The WHO lung health resolution is one year old. The work is just beginning.

Lung cancer is the leading cause of cancer death worldwide. Until May 2025, it had never been explicitly named in a World Health Organization (WHO) resolution.

This week, 193 governments are gathered in Geneva for the 79th World Health Assembly. On Thursday, an official side event at WHO headquarters marks one year since that changed.

It called for earlier detection, integrated care, action on stigma, coordinated responses to shared risk factors, and a whole-person approach to lung health. Lung Cancer Europe advocated for it, publishing a position statement calling for governments to treat lung cancer as the public health priority it is.

Our Policy and Engagement Manager Michaela Regan is attending the UICC Lung Cancer Collaboration roundtable, convening policymakers and experts to discuss global policy alignment and what implementation has looked like in practice. Our Head of Operations Melanie De Coster and Project Manager Rebekka Aarsand will be al the official WHA79 side event on integrated lung health - where health ministers, researchers, and advocates will meet to work through what the resolution means in practice.

“I find this genuinely astonishing”

At Lung Cancer Europe’s inaugural conference in Vienna last month, our President Debra Montague said this:

“Lung cancer screening, which we know saves lives, which has a clear evidence base, which other cancer types have benefited from for decades, is still not scaling across Europe the way it should. I find this genuinely astonishing.”

The resolution reinforced the importance of earlier detection. The evidence base for risk-based low-dose CT screening is well established. England published five-year data from its national screening programme in Nature Medicine this month, showing what early detection at scale delivers. Across Europe, fewer than one in eight national cancer control plans include lung cancer screening or early detection. The gap between what is possible and what is happening is not a scientific problem. It is a political one.

The scale of what the resolution was responding to

The resolution also made commitments on integrated care, stigma, and the full human experience of living with lung cancer.

Our 10th and 11th Annual Reports, together the largest survey ever conducted on the mental health and wellbeing of people living with lung cancer in Europe, reached 2,204 people across 31 countries. The data shows what those commitments were responding to.

Nearly one in three people received no mental health support at any point in their care. Almost one in five had to find it themselves. Only 24% felt the emotional support from their healthcare team was completely sufficient.

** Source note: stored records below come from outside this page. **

use std::path::Path;
use std::sync::Arc;

use tracing::info;
use tsmeta_bkdata::HttpBkdataClient;
use tsmeta_vm::{AccessStatus, VmAccessor};

pub async fn run(config_path: &Path, bk_biz_id: i64, table_id: &str, data_id: u32) -> anyhow::Result<()> {
    let (config, catalog) = super::open(config_path)?;
    let client = HttpBkdataClient::from_config(&config.bkdata)?;
    let accessor = VmAccessor::new(catalog, Arc::new(client), config.bkdata, config.vm);

    let status = accessor.access_bkdata(bk_biz_id, table_id, data_id).await?;
    let record = status.record();
    match &status {
        AccessStatus::AlreadyAccessed(_) => info!(%table_id, "already accessed"),
        AccessStatus::Accessed(_) => info!(%table_id, "accessed"),
    }
    println!("{}", serde_json::to_string_pretty(record)?);
    Ok(())
}
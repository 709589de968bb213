use std::path::Path;

use anyhow::Context;
use tsmeta_metrics::MetricReconciler;
use tsmeta_metrics::observed::parse_observations;

pub fn run(
    config_path: &Path,
    tenant: &str,
    group_id: u64,
    table_id: &str,
    metrics_path: &Path,
    auto_discovery: bool,
) -> anyhow::Result<()> {
    let (config, catalog) = super::open(config_path)?;
    let observed = std::fs::read_to_string(metrics_path)
        .with_context(|| format!("reading {}", metrics_path.display()))?;
    let observed = parse_observations(&observed)?;

    let reconciler = MetricReconciler::new(catalog, &config.metrics)?;
    let report =
        reconciler.bulk_refresh_ts_metrics(tenant, group_id, table_id, observed, auto_discovery)?;
    println!("needs_push={}", report.needs_push);
    Ok(())
}

#[cfg(test)]
mod tests {
    use super::*;
    use tsmeta_catalog::Catalog;

    #[test]
    fn refresh_from_files() {
        let dir = tempfile::tempdir().unwrap();
        let db = dir.path().join("data/catalog.redb");
        let config = dir.path().join("tsmeta.toml");
        std::fs::write(
            &config,
            format!(
                "[catalog]\npath = {:?}\n\n[bkdata]\nbase_url = \"http://bkdata.example.com/\"\n",
                db
            ),
        )
        .unwrap();
        let metrics = dir.path().join("metrics.json");
        std::fs::write(
            &metrics,
            r#"[{"field_name": "cpu_usage", "tag_value_list": {"module": {}}}]"#,
        )
        .unwrap();

        run(&config, "system", 7, "2_bkmonitor_time_series_7.__default__", &metrics, true).unwrap();

        let catalog = Catalog::open(&db).unwrap();
        let row = catalog.get_ts_metric(7, "cpu_usage").unwrap().unwrap();
        assert_eq!(row.table_id, "2_bkmonitor_time_series_7.cpu_usage");
    }
}
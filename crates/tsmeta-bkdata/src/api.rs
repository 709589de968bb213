//! The remote platform operations used by the provisioning workflow.

use async_trait::async_trait;

use crate::error::ApiResult;
use crate::types::*;

/// Remote data-processing platform.
///
/// Implementations must fail with [`crate::ApiError::Rejected`] when the
/// response envelope reports `result = false`.
#[async_trait]
pub trait BkdataApi: Send + Sync {
    /// Create raw data, clean and storage in a single call.
    async fn create_data_hub(&self, req: &CreateDataHubRequest) -> ApiResult<CreateDataHubData>;

    /// Register a kafka topic as raw data.
    async fn access_deploy_plan(
        &self,
        req: &AccessDeployPlanRequest,
    ) -> ApiResult<AccessDeployPlanData>;

    async fn create_databus_clean(&self, req: &DatabusCleanRequest) -> ApiResult<DatabusCleanData>;

    async fn start_databus_clean(&self, req: &StartDatabusCleanRequest) -> ApiResult<()>;

    async fn create_data_storages(&self, req: &DataStorageRequest) -> ApiResult<()>;

    /// Kafka clusters the platform consumes from, filtered by tag.
    async fn get_kafka_info(&self, query: &KafkaInfoQuery) -> ApiResult<Vec<KafkaInfo>>;
}
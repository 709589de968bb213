//! The VM access workflow.

use std::collections::BTreeMap;
use std::sync::Arc;
use std::time::{SystemTime, UNIX_EPOCH};

use rand::seq::SliceRandom;
use tracing::{error, info, warn};
use tsmeta_bkdata::{
    BkdataApi, Caller, DatabusCleanRequest, KafkaInfoQuery, StartDatabusCleanRequest,
};
use tsmeta_catalog::{
    AccessVmRecord, BkDataAccessState, Catalog, DEFAULT_TENANT_ID, KafkaStorage,
};
use tsmeta_core::{BkdataConfig, ClusterType, VmConfig};

use crate::clean::{self, DataHubSpec};
use crate::databus;
use crate::error::{AccessError, AccessResult};
use crate::naming::{clean_result_table_id, data_hub_name_and_topic};
use crate::resolver;
use crate::timestamp::{TimestampLen, TimestampPolicy};

const DATA_HUB_DESCRIPTION: &str = "vm access";

/// What [`VmAccessor::access_vm_by_kafka`] provisioned.
#[derive(Debug, Clone, PartialEq, Eq)]
pub struct KafkaAccessOutcome {
    /// Kafka cluster the table's data flows through.
    pub cluster_id: u64,
    /// Raw data id assigned by the platform.
    pub bk_data_id: u64,
    /// Result table id of the clean output.
    pub clean_rt_id: String,
    /// Whether the table already had a queue leg before this call.
    pub kafka_storage_exist: bool,
}

/// Result of [`VmAccessor::access_bkdata`].
#[derive(Debug, Clone, PartialEq)]
pub enum AccessStatus {
    /// A record already existed; nothing was called.
    AlreadyAccessed(AccessVmRecord),
    /// The table was provisioned by this call.
    Accessed(AccessVmRecord),
}

impl AccessStatus {
    pub fn record(&self) -> &AccessVmRecord {
        match self {
            AccessStatus::AlreadyAccessed(r) | AccessStatus::Accessed(r) => r,
        }
    }
}

/// How far a table has progressed through the workflow.
#[derive(Debug, Clone, Copy, PartialEq, Eq)]
pub enum AccessPhase {
    Unprovisioned,
    QueueRouted,
    CleanAccepted(u64),
    VmAccessed,
}

/// Drives result tables into VM storage through the remote platform.
pub struct VmAccessor {
    catalog: Catalog,
    api: Arc<dyn BkdataApi>,
    bkdata: BkdataConfig,
    vm: VmConfig,
    timestamps: TimestampPolicy,
}

impl VmAccessor {
    pub fn new(catalog: Catalog, api: Arc<dyn BkdataApi>, bkdata: BkdataConfig, vm: VmConfig) -> Self {
        let timestamps = TimestampPolicy::new(&vm);
        Self {
            catalog,
            api,
            bkdata,
            vm,
            timestamps,
        }
    }

    pub fn catalog(&self) -> &Catalog {
        &self.catalog
    }

    fn caller(&self) -> Caller {
        Caller {
            bk_app_code: self.bkdata.app_code.clone(),
            bk_username: self.bkdata.username.clone(),
        }
    }

    /// Where `table_id` stands, derived from the rows written so far.
    pub fn access_phase(&self, table_id: &str) -> AccessResult<AccessPhase> {
        if self.catalog.get_access_vm_record(table_id)?.is_some() {
            return Ok(AccessPhase::VmAccessed);
        }
        if let Some(storage) = self.catalog.get_bkdata_storage(table_id)? {
            if let BkDataAccessState::Accessed(id) = storage.access_state() {
                return Ok(AccessPhase::CleanAccepted(id));
            }
        }
        if self.catalog.get_kafka_storage(table_id)?.is_some() {
            return Ok(AccessPhase::QueueRouted);
        }
        Ok(AccessPhase::Unprovisioned)
    }

    /// Access `table_id` of business `bk_biz_id` into VM.
    ///
    /// Returns immediately, without remote calls, once the table has an
    /// access record.
    pub async fn access_bkdata(
        &self,
        bk_biz_id: i64,
        table_id: &str,
        bk_data_id: u32,
    ) -> AccessResult<AccessStatus> {
        let space = resolver::space_for_biz(&self.catalog, bk_biz_id)?;
        let binding = match &space {
            Some(space) => Some(resolver::ensure_space_vm_binding(
                &self.catalog,
                space,
                &self.vm.retention_time,
                now_secs(),
            )?),
            None => None,
        };

        if let Some(record) = self.catalog.get_access_vm_record(table_id)? {
            info!(%table_id, "table already accessed into vm");
            return Ok(AccessStatus::AlreadyAccessed(record));
        }

        let (data_type, bcs_cluster_id) = resolver::classify_data_source(&self.catalog, bk_data_id)?;
        let explicit_cluster_id = binding.as_ref().map_or(0, |b| b.vm_cluster_id);
        let vm_cluster =
            resolver::resolve_vm_cluster(&self.catalog, space.as_ref(), explicit_cluster_id)?;

        let (data_hub_name, topic) = data_hub_name_and_topic(table_id, self.bkdata.default_biz_id);
        let timestamp_len = self.timestamps.resolve(&self.catalog, bk_data_id, "")?;

        let outcome = self
            .access_vm_by_kafka(table_id, &data_hub_name, &vm_cluster.cluster_name, timestamp_len)
            .await?;

        if !outcome.kafka_storage_exist {
            let kafka = KafkaStorage {
                table_id: table_id.to_string(),
                topic,
                partition: 1,
                storage_cluster_id: outcome.cluster_id,
            };
            if let Err(e) = self.catalog.insert_kafka_storage(&kafka) {
                error!(%table_id, error = %e, "failed to record kafka storage for vm access");
            }
        }

        let record = AccessVmRecord {
            result_table_id: table_id.to_string(),
            data_type,
            bcs_cluster_id,
            storage_cluster_id: outcome.cluster_id,
            vm_cluster_id: vm_cluster.cluster_id,
            bk_base_data_id: outcome.bk_data_id,
            vm_result_table_id: outcome.clean_rt_id,
            bk_tenant_id: DEFAULT_TENANT_ID.to_string(),
            created_at: now_secs(),
        };
        match self.catalog.insert_access_vm_record(&record) {
            Ok(()) => info!(
                %table_id,
                data_type = record.data_type.as_str(),
                vm_cluster = %vm_cluster.cluster_name,
                bk_base_data_id = record.bk_base_data_id,
                vm_result_table_id = %record.vm_result_table_id,
                "table accessed into vm"
            ),
            Err(e) if e.is_conflict() => {
                warn!(%table_id, "access record written concurrently, keeping the existing one")
            }
            Err(source) => {
                let err = AccessError::CatalogWriteFailed {
                    entity: "access vm record",
                    key: table_id.to_string(),
                    source,
                };
                error!(error = %err, "vm access succeeded remotely but was not recorded");
            }
        }
        Ok(AccessStatus::Accessed(record))
    }

    /// Provision the clean and VM storage of `table_id`.
    ///
    /// Tables without a queue leg are provisioned with a single data hub
    /// call. Tables already routed through kafka get their topic
    /// registered as raw data first, then a clean and a VM storage on top.
    pub async fn access_vm_by_kafka(
        &self,
        table_id: &str,
        data_hub_name: &str,
        vm_cluster_name: &str,
        timestamp_len: TimestampLen,
    ) -> AccessResult<KafkaAccessOutcome> {
        let Some(kafka) = self.catalog.get_kafka_storage(table_id)? else {
            info!(%table_id, "no kafka storage, accessing through data hub");
            let cluster_id = self.refine_bkdata_kafka_info().await?;
            let (bk_data_id, clean_rt_id) = self
                .access_vm(data_hub_name, vm_cluster_name, timestamp_len)
                .await?;
            return Ok(KafkaAccessOutcome {
                cluster_id,
                bk_data_id,
                clean_rt_id,
                kafka_storage_exist: false,
            });
        };

        let (mut storage, inserted) = self.catalog.ensure_bkdata_storage(table_id)?;
        if inserted {
            info!(%table_id, "bkdata storage created");
        }
        if storage.access_state() == BkDataAccessState::NotAccessed {
            storage = databus::access_databus(&self.catalog, self.api.as_ref(), &self.bkdata, &storage)
                .await?;
        }
        let raw_data_id = match storage.access_state() {
            BkDataAccessState::Accessed(id) => id,
            BkDataAccessState::NotAccessed | BkDataAccessState::Invalid(_) => {
                return Err(AccessError::RemoteRejected {
                    operation: "access_deploy_plan",
                    message: format!("table {table_id} has raw_data_id {}", storage.raw_data_id),
                    params: String::new(),
                });
            }
        };

        let biz_id = self.bkdata.default_biz_id;
        let clean = clean::build_clean_config(data_hub_name, data_hub_name, biz_id, timestamp_len);
        let json_config = serde_json::to_string(&clean.json_config).map_err(|source| {
            AccessError::Encode {
                what: "clean json_config",
                source,
            }
        })?;
        let clean_req = DatabusCleanRequest {
            caller: self.caller(),
            bk_biz_id: biz_id,
            raw_data_id: storage.raw_data_id,
            clean_config_name: data_hub_name.to_string(),
            json_config: json_config.clone(),
            result_table_name: clean.result_table_name,
            result_table_name_alias: clean.result_table_name_alias,
            processing_id: clean.processing_id,
            description: clean.description,
            fields: clean.fields,
        };
        let created = self
            .api
            .create_databus_clean(&clean_req)
            .await
            .map_err(|e| AccessError::remote("create_databus_clean", e, &clean_req))?;
        if created.result_table_id.is_empty() {
            return Err(AccessError::RemoteRejected {
                operation: "create_databus_clean",
                message: "response has no result_table_id".to_string(),
                params: serde_json::to_string(&clean_req).unwrap_or_default(),
            });
        }

        let start_req = StartDatabusCleanRequest {
            caller: self.caller(),
            result_table_id: created.result_table_id.clone(),
            storages: vec!["kafka".to_string()],
        };
        self.api
            .start_databus_clean(&start_req)
            .await
            .map_err(|e| AccessError::remote("start_databus_clean", e, &start_req))?;

        let storage_req = clean::data_storage_request(
            self.caller(),
            storage.raw_data_id,
            data_hub_name,
            vm_cluster_name,
            &self.vm.retention_time,
        );
        self.api
            .create_data_storages(&storage_req)
            .await
            .map_err(|e| AccessError::remote("create_data_storages", e, &storage_req))?;

        storage.bk_data_result_table_id = created.result_table_id.clone();
        storage.etl_json_config = json_config;
        if let Err(e) = self.catalog.update_bkdata_storage(&storage) {
            error!(%table_id, error = %e, "failed to record clean result table");
        }

        info!(
            %table_id,
            raw_data_id,
            clean_result_table_id = %created.result_table_id,
            %vm_cluster_name,
            "clean and vm storage configured"
        );
        Ok(KafkaAccessOutcome {
            cluster_id: kafka.storage_cluster_id,
            bk_data_id: raw_data_id,
            clean_rt_id: clean_result_table_id(biz_id, data_hub_name),
            kafka_storage_exist: true,
        })
    }

    /// Pick a kafka cluster known both to the catalog and to the platform.
    pub async fn refine_bkdata_kafka_info(&self) -> AccessResult<u64> {
        let by_domain: BTreeMap<String, u64> = self
            .catalog
            .list_clusters_by_type(ClusterType::Kafka)?
            .into_iter()
            .map(|c| (c.domain_name, c.cluster_id))
            .collect();

        let query = KafkaInfoQuery {
            caller: self.caller(),
            tag: self.bkdata.kafka_tag.clone(),
        };
        let infos = self
            .api
            .get_kafka_info(&query)
            .await
            .map_err(|e| AccessError::remote("get_kafka_info", e, &query))?;
        let Some(info) = infos.first() else {
            return Err(AccessError::RemoteRejected {
                operation: "get_kafka_info",
                message: "platform returned no kafka".to_string(),
                params: serde_json::to_string(&query).unwrap_or_default(),
            });
        };

        let mut hosts = info.hosts();
        hosts.sort();
        hosts.dedup();
        let shared: Vec<(&String, u64)> = hosts
            .iter()
            .filter_map(|h| by_domain.get(h).map(|id| (h, *id)))
            .collect();
        let Some((host, cluster_id)) = shared.choose(&mut rand::thread_rng()) else {
            return Err(AccessError::ConfigurationInconsistent(format!(
                "platform kafka hosts [{}] not registered as kafka clusters",
                info.ip_list
            )));
        };
        info!(cluster_id, %host, "kafka cluster chosen for data hub access");
        Ok(*cluster_id)
    }

    async fn access_vm(
        &self,
        data_hub_name: &str,
        vm_cluster_name: &str,
        timestamp_len: TimestampLen,
    ) -> AccessResult<(u64, String)> {
        let spec = DataHubSpec {
            data_hub_name,
            bk_biz_id: self.bkdata.default_biz_id,
            vm_cluster: vm_cluster_name,
            expires: &self.vm.retention_time,
            description: DATA_HUB_DESCRIPTION,
            timestamp_len,
        };
        let req = clean::data_hub_request(self.caller(), &spec);
        let data = self
            .api
            .create_data_hub(&req)
            .await
            .map_err(|e| AccessError::remote("create_data_hub", e, &req))?;
        if data.raw_data_id == 0 {
            return Err(AccessError::RemoteRejected {
                operation: "create_data_hub",
                message: "data hub created without a raw data id".to_string(),
                params: serde_json::to_string(&req).unwrap_or_default(),
            });
        }
        let Some(clean_rt_id) = data.clean_rt_id.into_iter().next() else {
            return Err(AccessError::RemoteRejected {
                operation: "create_data_hub",
                message: format!("no clean result table for raw data {}", data.raw_data_id),
                params: serde_json::to_string(&req).unwrap_or_default(),
            });
        };
        Ok((data.raw_data_id, clean_rt_id))
    }
}

fn now_secs() -> u64 {
    SystemTime::now()
        .duration_since(UNIX_EPOCH)
        .map(|d| d.as_secs())
        .unwrap_or_default()
}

89% experienced emotional difficulties after diagnosis. Social life, family life, and finances were all significantly affected. People described feeling abandoned, isolated, and unsupported.

This is what integrated, whole-person care is supposed to address. The resolution named it. The data shows how far most systems still are from delivering it.

Where things stand

Governments have referenced the resolution in national planning. Fewer have funded it or built the systems it calls for. EU budget conversations are putting existing commitments under pressure. The European Beating Cancer Plan, large-scale screening funding, the momentum built through the resolution: none of it is guaranteed.

Lung Cancer Europe co-organised a Call to Action event at the European Parliament in November 2025, bringing together EU policymakers, clinicians and patient advocates. That Call to Action has since been endorsed by Cancer Patients Europe, the Lung Cancer Policy Network, the European Health Management Association and MSD. We became full members of the EFPIA Patient Think Tank and of UICC. We are in these conversations because they have direct consequences for people with lung cancer across Europe.

What we need from year two

Lung cancer screening in funded national programmes, with equity at the centre. Not aspirations in cancer control plans. Programmes, with eligibility criteria, referral pathways, and workforce capacity, that reach the people most at risk.

Mental health and psychosocial support treated as a core part of lung cancer care. Our data shows the scale of unmet need. The resolution named stigma as a barrier. That is not enough on its own.

Financing that matches the ambition. The resolution exists. The evidence exists. Governments now need to act on both.

Lung Cancer Europe is the pan-European alliance of patient organisations representing people living with and affected by lung cancer across more than 27 countries.

 

Editor's update: 20 May 2026

Rasika Bombatkar, WHO Technical Advisor and lung cancer advocate, speaking at the official WHA79 side event on integrated lung health at WHO headquarters, Geneva, 20 May 2026.

Lung Cancer Europe attended the official WHA79 side event on integrated lung health at WHO headquarters in Geneva. Among those speaking was Rasika Bombatkar, WHO Technical Advisor and lung cancer advocate, who was diagnosed with lung cancer at 26. She spoke about what it means to live with lung cancer - and argued that this is not a supplement to policy expertise. It is policy expertise.

The session was co-chaired by the Minister of Health of Malaysia and the Secretary of Health of the Philippines, with contributions from health ministers, researchers, and civil society from across the world. The message was consistent: the resolution exists, the political momentum is growing, but implementation remains the hardest part.

Lung Cancer Europe will continue to hold that commitment to account on behalf of the people living with lung cancer across Europe.